Ronald Fisher Kimdir?
Ronald Fisher Kimdir?
Doğum: 17 Şubat 1890, East Finchley, Londra, Birleşik Krallık
Ölüm tarihi ve yeri: 29 Temmuz 1962, Adelaide, Avustralya
Ronald Fisher Biyografi
Fisher, Londra’nın East Finchley kentinde George ve Katie Fisher’ın çocuğu olarak dünyaya geldi . Babası başarılı bir güzel sanatlar tüccarıydı. Üç ablası ve bir ağabeyi vardı. Annesi Fisher 14 yaşındayken öldü. Babası sadece 18 ay sonra birkaç kötü düşünülmüş işlem nedeniyle işini kaybetti (Box 1978).
Fisher’in görme yeteneği çok zayıf olmasına rağmen , erken gelişmiş bir öğrenciydi ve 16 yaşında Harrow Okulu’nda Neeld Madalyası’nı (matematik alanında rekabetçi bir makale) kazandı. Cebirsel işlemler kullanmak yerine problemleri geometrik terimlerle görselleştirme yeteneğini geliştiren kalem. Ara adımları atmadan matematiksel sonuçlar üretebilme konusunda efsaneydi. Fisher ayrıca biyolojiye ve özellikle de evrime güçlü bir ilgi duydu .
1909’da Fisher, Cambridge’deki Gonville ve Caius College’dan burs kazandı. Orada pek çok dostluk kurdu ve baş döndürücü entelektüel atmosfere hayran kaldı. Fisher, Cambridge’de yeni keşfedilen Mendel genetiği teorisini öğrendi ; biyometriyi ve onun büyüyen istatistiksel yöntemler külliyatını, Mendel kalıtımının süreksiz doğasını sürekli varyasyon ve kademeli evrimle uzlaştırmanın potansiyel bir yolu olarak gördü.
Ancak Fisher’in en önemli kaygısı , hem genetiği hem de istatistiği kapsayan acil bir sosyal ve bilimsel konu olarak gördüğü öjeniydi . 1911’de, John Maynard Keynes , RC Punnett ve Horace Darwin ( Charles Darwin’in oğlu) gibi önde gelen isimlerle birlikte Cambridge Üniversitesi Öjenik Topluluğu’nun kurulmasında yer aldı . Grup aktifti ve 1909’da Francis Galton tarafından kurulan Londra Öjenik Eğitim Topluluğu gibi ana akım öjeni örgütlerinin liderlerinin konuşmalarını içeren aylık toplantılar düzenledi (Box 1978).
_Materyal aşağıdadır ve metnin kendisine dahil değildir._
//! Token transfers.
//!
//! # Transfer Flow
//!
//! 1. **Metadata**: resolve the token by id.
//! 2. **Validation**: the receiver must be a taproot address on the
//!    configured network; the human amount is scaled by `10^decimals`
//!    exactly. No network call happens before both pass.
//! 3. **Fee outputs**: fetch, drop local spends, require at least one.
//! 4. **Token outputs**: fetch, drop local spends, order, greedy-select.
//! 5. **Merge**: more selected outputs than the fragmentation threshold are
//!    merged first. On failure the pipeline sleeps `merge_backoff` and
//!    aborts with [`SdkError::MergeFailed`].
//! 6. **Build**: largest fee output, selected token outputs, receiver.
//! 7. **Broadcast**: commit, then reveal, recording spends after each.

use std::time::Instant;

use bitcoin::Txid;
use sdk_core::utxo::total_amount;
use sdk_core::{parse_receiver, scale_by_decimals, unscale_by_decimals};
use tracing::{error, info, warn};

use crate::builder::{TransferPlan, TxBuilder};
use crate::chain::ChainClient;
use crate::operations::broadcast::broadcast_pair;
use crate::operations::tracking::{OperationError, OperationKind, OperationStep};
use crate::registry::TokenRegistry;
use crate::selection::{select_fee_output, select_token_outputs};
use crate::spend::SpendStore;
use crate::{Sdk, SdkError, Session};

// ---------------------------------------------------------------------------
// Request / result types
// ---------------------------------------------------------------------------

/// A token transfer request.
#[derive(Debug, Clone)]
pub struct TransferRequest {
    pub token_id: String,
    /// Receiver address; must be taproot.
    pub receiver: String,
    /// Amount in human units (e.g. `"2.5"`).
    pub amount: String,
    /// Fee rate in sat/vB.
    pub fee_rate: u64,
}

/// Response from a transfer.
#[derive(Debug, Clone, PartialEq, Eq)]
pub struct TransferResult {
    pub receiver: String,
    /// Amount in human units, in minimal form.
    pub amount: String,
    /// Amount in base units.
    pub amount_base: u128,
    pub commit_txid: Txid,
    pub reveal_txid: Txid,
    /// Reveal ids of merge pairs broadcast before the transfer.
    pub merge_txids: Vec<Txid>,
}

// ---------------------------------------------------------------------------
// Sdk::transfer
// ---------------------------------------------------------------------------

impl<C, B, R> Sdk<C, B, R>
where
    C: ChainClient,
    B: TxBuilder,
    R: TokenRegistry,
{
    /// Transfer tokens from the session wallet to `request.receiver`.
    ///
    /// # Errors
    ///
    /// [`SdkError::MergeFailed`] is the only retryable failure. A
    /// [`SdkError::RevealBroadcastFailed`] means the commit is already on
    /// the network and the operation is recorded as partially completed.
    pub async fn transfer<S: SpendStore>(
        &self,
        session: &Session<S>,
        request: TransferRequest,
    ) -> Result<TransferResult, OperationError> {
        let mut tracker = self.tracker(OperationKind::Transfer);
        let op_id = tracker.id();

        info!(
            op_id = %op_id,
            token_id = %request.token_id,
            receiver = %request.receiver,
            amount = %request.amount,
            "transferring tokens"
        );

        // Metadata.
        let t = Instant::now();
        let token = match self.lookup_token(&request.token_id) {
            Ok(token) => token,
            Err(e) => return Err(tracker.fail(OperationStep::MetadataLookup, e)),
        };
        tracker.step_ok(OperationStep::MetadataLookup, t.elapsed());

        // Receiver and amount.
        let t = Instant::now();
        let network = self.inner.config.network.network;
        let receiver = match parse_receiver(&request.receiver, network) {
            Ok(address) => address,
            Err(e) => {
                warn!(op_id = %op_id, receiver = %request.receiver, error = %e, "invalid receiver");
                return Err(tracker.fail(OperationStep::Validation, SdkError::InvalidReceiver));
            }
        };
        let decimals = token.info.decimals;
        let amount = match scale_by_decimals(&request.amount, decimals) {
            Ok(0) => {
                warn!(op_id = %op_id, "transfer amount is zero");
                return Err(tracker.fail(OperationStep::Validation, SdkError::InvalidAmount));
            }
            Ok(amount) => amount,
            Err(e) => {
                warn!(op_id = %op_id, amount = %request.amount, error = %e, "invalid amount");
                return Err(tracker.fail(OperationStep::Validation, SdkError::InvalidAmount));
            }
        };
        tracker.step_ok(OperationStep::Validation, t.elapsed());

        // Fee outputs.
        let t = Instant::now();
        let mut fee_utxos = match self.fee_pool(session, Vec::new()).await {
            Ok(pool) => pool,
            Err(e) => return Err(tracker.fail(OperationStep::FeeSelection, e)),
        };
        tracker.step_ok(OperationStep::FeeSelection, t.elapsed());

        // Token outputs.
        let t = Instant::now();
        let pool = match self.token_pool(session, &token, Vec::new()).await {
            Ok(pool) => pool,
            Err(e) => return Err(tracker.fail(OperationStep::TokenSelection, e)),
        };
        let mut selected = select_token_outputs(&pool, amount);
        if selected.is_empty() {
            warn!(
                op_id = %op_id,
                token_id = %token.token_id,
                held = total_amount(&pool).unwrap_or(u128::MAX),
                requested = amount,
                "insufficient token balance"
            );
            return Err(tracker.fail(
                OperationStep::TokenSelection,
                SdkError::InsufficientTokenBalance,
            ));
        }
        tracker.step_ok(OperationStep::TokenSelection, t.elapsed());

        // Merge.
        let mut merge_txids = Vec::new();
        if selected.len() > self.inner.config.fragmentation_threshold {
            let t = Instant::now();
            let merged = self
                .merge_outputs(
                    session,
                    &token,
                    request.fee_rate,
                    selected,
                    fee_utxos,
                    &mut tracker,
                )
                .await;
            match merged {
                Ok(merged) => {
                    selected = merged.tokens;
                    fee_utxos = merged.fee_utxos;
                    merge_txids = merged.reveal_txids;
                }
                Err(e) => {
                    error!(
                        op_id = %op_id,
                        token_id = %token.token_id,
                        error = %e,
                        backoff = ?self.inner.config.merge_backoff,
                        "merging token outputs failed"
                    );
                    tokio::time::sleep(self.inner.config.merge_backoff).await;
                    return Err(tracker.fail(OperationStep::Merge, e));
                }
            }
            tracker.step_ok(OperationStep::Merge, t.elapsed());
        } else {
            tracker.step_skipped(OperationStep::Merge);
        }

        // Fee output.
        let fee_utxo = match select_fee_output(&fee_utxos) {
            Ok(u) => u.clone(),
            Err(e) => {
                warn!(op_id = %op_id, "no fee output left after merge");
                return Err(tracker.fail(OperationStep::FeeSelection, e));
            }
        };

        // Build.
        let Some(input_total) = total_amount(&selected) else {
            error!(op_id = %op_id, "selected token amount overflows");
            return Err(tracker.fail(OperationStep::Build, SdkError::InvalidAmount));
        };
        let plan = TransferPlan {
            token: token.clone(),
            inputs: selected,
            fee_utxo,
            fee_rate: request.fee_rate,
            receiver: receiver.clone(),
            amount,
            owner: session.address().clone(),
        };
        let t = Instant::now();
        let built = match self.inner.builder.build_transfer(&plan).await {
            Ok(b) => b,
            Err(e) => {
                error!(op_id = %op_id, error = %e, "building transfer failed");
                return Err(tracker.fail(OperationStep::Build, e));
            }
        };
        let expected = if &receiver == session.address() {
            input_total
        } else {
            input_total - amount
        };
        if total_amount(&built.token_outputs) != Some(expected) {
            error!(
                op_id = %op_id,
                inputs = input_total,
                amount,
                "transfer change does not conserve token amount"
            );
            return Err(tracker.fail(OperationStep::Build, SdkError::BuildFailed));
        }
        tracker.step_ok(OperationStep::Build, t.elapsed());

        // Broadcast.
        let txids = match broadcast_pair(
            &self.inner.chain,
            session.spends(),
            &built.commit,
            &built.reveal,
            &mut tracker,
        )
        .await
        {
            Ok(txids) => txids,
            Err((step, e)) => return Err(tracker.fail(step, e)),
        };

        let display_amount = unscale_by_decimals(amount, decimals);
        info!(
            op_id = %op_id,
            token_id = %token.token_id,
            symbol = %token.info.symbol,
            amount = %display_amount,
            receiver = %receiver,
            txid = %txids.reveal,
            "tokens sent"
        );
        tracker.succeed();

        Ok(TransferResult {
            receiver: receiver.to_string(),
            amount: display_amount,
            amount_base: amount,
            commit_txid: txids.commit,
            reveal_txid: txids.reveal,
            merge_txids,
        })
    }
}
1913’te mezun olduktan sonra Fisher, Büyük Britanya’nın Birinci Dünya Savaşı’na gireceği beklentisiyle orduya katılmaya hevesliydi ; ancak görme yeteneği nedeniyle tıbbi muayenelerde (defalarca) başarısız oldu. Sonraki altı yıl boyunca Londra Şehri’nde istatistikçi olarak çalıştı. Savaş çalışmaları için Berkshire’daki Bradfield College’ın yanı sıra HM Eğitim Gemisi Worcester’da da dahil olmak üzere bir dizi devlet okulunda fizik ve matematik öğretmenliği yapmaya başladı . Binbaşı Leonard Darwin (Charles Darwin’in oğullarından biri) ve Gudruna adını verdiği sıra dışı ve hayat dolu arkadaşı, Cambridge çevresiyle neredeyse tek bağlantısıydı. Bu zor dönemde ona destek oldular.
Hayatındaki parlak nokta, Gudruna’nın onu küçük kız kardeşi Ruth Eileen Gratton Guinness ile eşleştirmesiydi. Ruth Eileen ve Gudruna’nın babası Dr. Henry Gratton Guinness, küçükken ölmüştü ve henüz 16 yaşındaki Ruth Eileen, annesinin onun bu kadar genç yaşta evlenmesini onaylamayacağını biliyordu. Sonuç olarak Fisher, 26 Nisan 1917’de, Ruth Eileen’in 17. doğum gününden sadece birkaç gün sonra, annesinin bilgisi olmadan gizli bir düğün töreninde Ruth Eileen ile evlendi. Bradfield arazisinde geniş bir bahçeye sahip oldukları ve hayvan yetiştirdikleri, çok az şeyle yetinmeyi öğrendikleri bir geçimlik tarım operasyonu kurdular . Yiyecek kuponlarını hiç kullanmadan savaşı yaşadılar (Box 1978). Fisher ve Rush Eileen’in iki oğlu ve yedi kızı olacaktı ve bunlardan biri bebekken öldü. Kızı Joan, George EP Box ile evlendi ve babasının çok beğenilen bir biyografisini yazdı.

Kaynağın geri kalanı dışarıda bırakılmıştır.